Akhir-akhir ini dunia pendidikan Indonesia tercoreng dengan maraknya kasus pembulian dan perundungan fisik maupun verbal di dunia pendidikan, anak SMP kota Bandung Jawa Barat yang membuli dengan kekerasan visik dan Kabupaten Tapanuli Sumatra Utara dengan 6 pelajar yang menendang orang yang sudah tua.
Kejadian pembulian dengan kekerasan bukan hal yang baru di duania pendidikan kita, melalui perbincangan dan juga keluhan temen-temen pengajar dari dosen hingga guru merasasangat miris dengan keadaan anak-anak sekolah sekarang, mulai tingkat dasar sampai menengah hingga mahasiswa. Berbagai upaya sudah dilakukan pemerintah hingga lembaga untuk meminimalisir kejadian serupa.

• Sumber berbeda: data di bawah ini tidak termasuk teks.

impl Default for SystemThresholds {
    fn default() -> Self {
        Self {
            min_free_disk_bytes: default_min_free_disk(),
            warn_free_disk_bytes: default_warn_free_disk(),
            min_available_memory_percent: default_min_memory(),
            warn_available_memory_percent: default_warn_memory(),
        }
    }
}

/// One monitored target as written in the config file
#[derive(Debug, Clone, Serialize, Deserialize)]
pub struct TargetConfig {
    pub name: String,
    pub kind: TargetKind,
    #[serde(default)]
    pub address: Option<String>,
    /// Predicate name for `custom` targets (defaults to the target name)
    #[serde(default)]
    pub predicate: Option<String>,
    #[serde(default = "default_target_timeout")]
    pub timeout_secs: u64,
    #[serde(default = "default_monitor_interval")]
    pub interval_secs: u64,
}

fn default_target_timeout() -> u64 {
    defaults::TARGET_TIMEOUT_SECS
}

// ============================================================================
// Rotation
// ============================================================================

#[derive(Debug, Clone, Serialize, Deserialize)]
pub struct RotationConfig {
    #[serde(default = "default_rotation_interval")]
    pub interval_secs: u64,
    #[serde(default = "default_backup_retention")]
    pub backup_retention: usize,
    #[serde(default = "default_rotation_history")]
    pub history_limit: usize,
    #[serde(default = "default_secrets")]
    pub secrets: Vec<SecretConfig>,
}

fn default_rotation_interval() -> u64 { defaults::ROTATION_INTERVAL_SECS }
fn default_backup_retention() -> usize { defaults::BACKUP_RETENTION }
fn default_rotation_history() -> usize { defaults::ROTATION_HISTORY_LIMIT }

fn default_secrets() -> Vec<SecretConfig> {
    [
        ("TELEGRAM_BOT_TOKEN", SecretKind::BotCredential),
        ("TELEGRAM_ALERT_BOT_TOKEN", SecretKind::BotCredential),
        ("VERCEL_API_KEY", SecretKind::ApiKey),
        ("AWS_ACCESS_KEY_ID", SecretKind::ApiKey),
        ("JWT_ACCESS_SECRET", SecretKind::SigningSecret),
        ("DATA_ENCRYPTION_KEY", SecretKind::EncryptionKey),
    ]
    .into_iter()
    .map(|(name, kind)| SecretConfig {
        name: name.to_string(),
        kind,
    })
    .collect()
}

impl Default for RotationConfig {
    fn default() -> Self {
        Self {
            interval_secs: default_rotation_interval(),
            backup_retention: default_backup_retention(),
            history_limit: default_rotation_history(),
            secrets: default_secrets(),
        }
    }
}

impl RotationConfig {
    pub fn interval(&self) -> Duration {
        Duration::from_secs(self.interval_secs)
    }
}

#[derive(Debug, Clone, Serialize, Deserialize)]
pub struct SecretConfig {
    pub name: String,
    pub kind: SecretKind,
}

// ============================================================================
// Recovery
// ============================================================================

#[derive(Debug, Clone, Serialize, Deserialize)]
pub struct RecoveryConfig {
    /// Trigger a full recovery automatically on critical health
    #[serde(default = "default_true")]
    pub auto_recovery: bool,

    /// Consecutive critical sweeps required before auto-recovery fires
    #[serde(default = "default_critical_sweeps")]
    pub critical_sweeps_before_recovery: u32,

    #[serde(default = "default_backup_dir")]
    pub backup_dir: PathBuf,

    /// Tree archived by the backup step
    #[serde(default = "default_data_path")]
    pub source_dir: PathBuf,

    /// Extraction target for backup restores
    #[serde(default = "default_data_path")]
    pub restore_dir: PathBuf,

    #[serde(default = "default_archive_excludes")]
    pub archive_excludes: Vec<String>,

    #[serde(default = "default_recovery_history")]
    pub history_limit: usize,

    #[serde(default)]
    pub domain_suffixes: DomainSuffixes,

    #[serde(default)]
    pub providers: Vec<ProviderConfig>,

    #[serde(default)]
    pub dns: Option<DnsConfig>,

    #[serde(default)]
    pub bot_webhook: Option<BotWebhookConfig>,

    #[serde(default)]
    pub hosting: HostingConfig,
}

fn default_true() -> bool { true }
fn default_critical_sweeps() -> u32 { 1 }
fn default_backup_dir() -> PathBuf { PathBuf::from("./backups") }
fn default_recovery_history() -> usize { defaults::RECOVERY_HISTORY_LIMIT }

fn default_archive_excludes() -> Vec<String> {
    vec![
        "node_modules".to_string(),
        ".git".to_string(),
        "backups".to_string(),
    ]
}

impl Default for RecoveryConfig {
    fn default() -> Self {
        Self {
            auto_recovery: true,
            critical_sweeps_before_recovery: default_critical_sweeps(),
            backup_dir: default_backup_dir(),
            source_dir: default_data_path(),
            restore_dir: default_data_path(),
            archive_excludes: default_archive_excludes(),
            history_limit: default_recovery_history(),
            domain_suffixes: DomainSuffixes::default(),
            providers: Vec::new(),
            dns: None,
            bot_webhook: None,
            hosting: HostingConfig::default(),
        }
    }
}

/// Hosting suffix appended to generated hostnames, per role
#[derive(Debug, Clone, Serialize, Deserialize)]
pub struct DomainSuffixes {
    #[serde(default = "default_primary_suffix")]
    pub main: String,
    #[serde(default = "default_primary_suffix")]
    pub bot: String,
    #[serde(default = "default_primary_suffix")]
    pub api: String,
    #[serde(default = "default_backup_suffix")]
    pub backup: String,
}

fn default_primary_suffix() -> String { "vercel.app".to_string() }
fn default_backup_suffix() -> String { "netlify.app".to_string() }

impl Default for DomainSuffixes {
    fn default() -> Self {
        Self {
            main: default_primary_suffix(),
            bot: default_primary_suffix(),
            api: default_primary_suffix(),
            backup: default_backup_suffix(),
        }
    }
}

/// A deployment backend reached over HTTP
#[derive(Debug, Clone, Serialize, Deserialize)]
pub struct ProviderConfig {
    pub name: String,
    pub api_url: String,
    #[serde(default)]
    pub token: Option<String>,
}

#[derive(Debug, Clone, Serialize, Deserialize)]
pub struct DnsConfig {
    pub api_url: String,
    #[serde(default)]
    pub token: Option<String>,
}

/// Chat-bot webhook re-registration after a domain change
#[derive(Debug, Clone, Serialize, Deserialize)]
pub struct BotWebhookConfig {
    #[serde(default = "default_telegram_api")]
    pub api_base: String,
    pub bot_token: String,
}

fn default_telegram_api() -> String {
    defaults::TELEGRAM_API_BASE.to_string()
}

/// Hosting descriptor files rewritten on republish
#[derive(Debug, Clone, Serialize, Deserialize)]
pub struct HostingConfig {
    #[serde(default = "default_env_file")]
    pub env_file: PathBuf,
    #[serde(default = "default_compose_files")]
    pub compose_files: Vec<PathBuf>,
}

fn default_env_file() -> PathBuf { PathBuf::from(".env") }
fn default_compose_files() -> Vec<PathBuf> {
    vec![
        PathBuf::from("docker-compose.frontend.yml"),
        PathBuf::from("docker-compose.bot.yml"),
    ]
}

impl Default for HostingConfig {
    fn default() -> Self {
        Self {
            env_file: default_env_file(),
            compose_files: default_compose_files(),
        }
    }
}

// ============================================================================
// Alerts
// ============================================================================

#[derive(Debug, Clone, Serialize, Deserialize)]
pub struct AlertsConfig {
    #[serde(default = "default_alert_retention")]
    pub retention_secs: u64,
    #[serde(default = "default_alert_sweep")]
    pub sweep_interval_secs: u64,
    #[serde(default)]
    pub channels: Vec<ChannelConfig>,
}

fn default_alert_retention() -> u64 { defaults::ALERT_RETENTION_SECS }
fn default_alert_sweep() -> u64 { defaults::ALERT_SWEEP_INTERVAL_SECS }

impl Default for AlertsConfig {
    fn default() -> Self {
        Self {
            retention_secs: default_alert_retention(),
            sweep_interval_secs: default_alert_sweep(),
            channels: Vec::new(),
        }
    }
}

impl AlertsConfig {
    pub fn retention(&self) -> chrono::Duration {
        chrono::Duration::seconds(i64::try_from(self.retention_secs).unwrap_or(i64::MAX))
    }

    pub fn sweep_interval(&self) -> Duration {
        Duration::from_secs(self.sweep_interval_secs)
    }
}

/// Notification channel, tagged by `type` in TOML
#[derive(Debug, Clone, Serialize, Deserialize)]
#[serde(tag = "type", rename_all = "snake_case")]
pub enum ChannelConfig {
    Telegram {
        bot_token: String,
        chat_id: String,
        #[serde(default = "default_telegram_api")]
        api_base: String,
    },
    Webhook {
        url: String,
        #[serde(default)]
        token: Option<String>,
    },
}

// ============================================================================
// Storage
// ============================================================================

#[derive(Debug, Clone, Serialize, Deserialize)]
pub struct StorageConfig {
    #[serde(default = "default_storage_dir")]
    pub data_dir: PathBuf,
}

fn default_storage_dir() -> PathBuf {
    PathBuf::from("./data")
}

impl Default for StorageConfig {
    fn default() -> Self {
        Self {
            data_dir: default_storage_dir(),
        }
    }
}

Anggaran 20% untuk pendidikan hingga pergantian kurikulum belum juga mampu membentuk generasi muda kita menjadi lebih baik. Berdasarkan data KPAI pada tahun 2022 ada 226 kasus kekerasan fisik, psikis termasuk perundungan (kompas.com, 24 Juli 2022).
Masalah ini memang sangat serius, dan kita sebagai pendidik harus mempu memberikan yang terbaik untuk pendidikan kita. Pesan Presiden Joko Widodo yang kemarin hadir di puncak peringatan HUT ke-77 PGRI dan Hari Guru Nasional 2022 “Guru menjadi tumpuan kita menempa anak bangsa”
Saya sebagai guru merasa sudah melakukan apapun demi kemajuan pendidikan, adakah yang salah generasi muda kita? Lalu ada apa dengan generasi muda kita? Ada apa dengan prilaku remaja-remaja negeri ini yang kian hari justru malah membuat hati semakin miris? Ada apa dengan pendidikan kita?
Kira-kira pertanyaan seperti inlah yang selalu muncul dalam setiap diskusi temen2 pengajar, sebagai penulis sebenarnya prihatin dengan masa depan dunia pendidikan yang kian hari dikejutkan dengan kejadian yang menghebohkan. Orientasi pendidikan saya nilai sudah meloncat dari nilai-nilai luhur budaya dan adat istiadat kesantunan yang seharusnya diterapkan dan terus dimaksimalkan, tetapi zaman sudah berbeda, guru sudah tidak bisa bertindak tegas lagi seperti dulu.
Dulu zaman saya sekolah ditegur dengan keras guru itu biasa, dengan ditegur dengan keras hingga mengambil tindakan pendisiplinan adalah hal yang wajar. Saya yakin guru ketika ambil tindakan masih tetap dalam koridornya. Atinya “unggah ungguh” masih tetap terjaga karena murid takut dengan gurunya..
Sekarang zaman sudah berbeda..ada KOMNAS HAM dan Undang-Undang perlindungan anak yang menjadikan guru dilema karena takut dilaporkan orang tua wali. Dengan seperti ini anak sekolah menjadi banyak yang lupa diri batasan guru dan murid.
Saya pernah membaca kitab Mahabarata dan wisnupurwa kitab sucinya orang hindu. Ada zaman dimana kutukan krisna terhadap Aswatama dibuat busuk yang tidak akan mati sampai zaman kaliyuga. Zaman ini disebutkan Guru akan dilawan para muridnya, pelajarannya akan dicela juga oleh para muridnya.”hmmmm” bener tidaknya saya tidak tahu tapi saya berfikir zaman itu bener-bener terjadi saat ini. Para guru pasti lebih faham soal kenakalan anak-anak sekolah sekarang, bukan netizen, kerana guru yang selama ini mengajar dan mendidik siswa-siswinya disekolah.
Kenakalan remaja/anak-anak sekolah bawaan lahir atau pengaruh lingkungan?
Mengutip penjelasan psikolog, fenomena ini dapat disimpulkan 2 faktor yaitu internal dan eksternal, faktor internal yang dimaksud psikolog ini adalah faktor yang datang dari dalam diri remaja itu sendiri yang kemudian mendorong seorang anak untuk berprilaku seperti demikian. Pengaruh struktur diri manusia dibentuk oleh 3 komponen dasar yaitu Insting/naluri, EGO dan SEPEREGO. Naluri dibentuk dari 2 golongan yg dinamakan Eros dan Thanatos. Eros memberikan stimulan kepada diri untuk memperoleh hal positif seperti makan dan berkembang biak.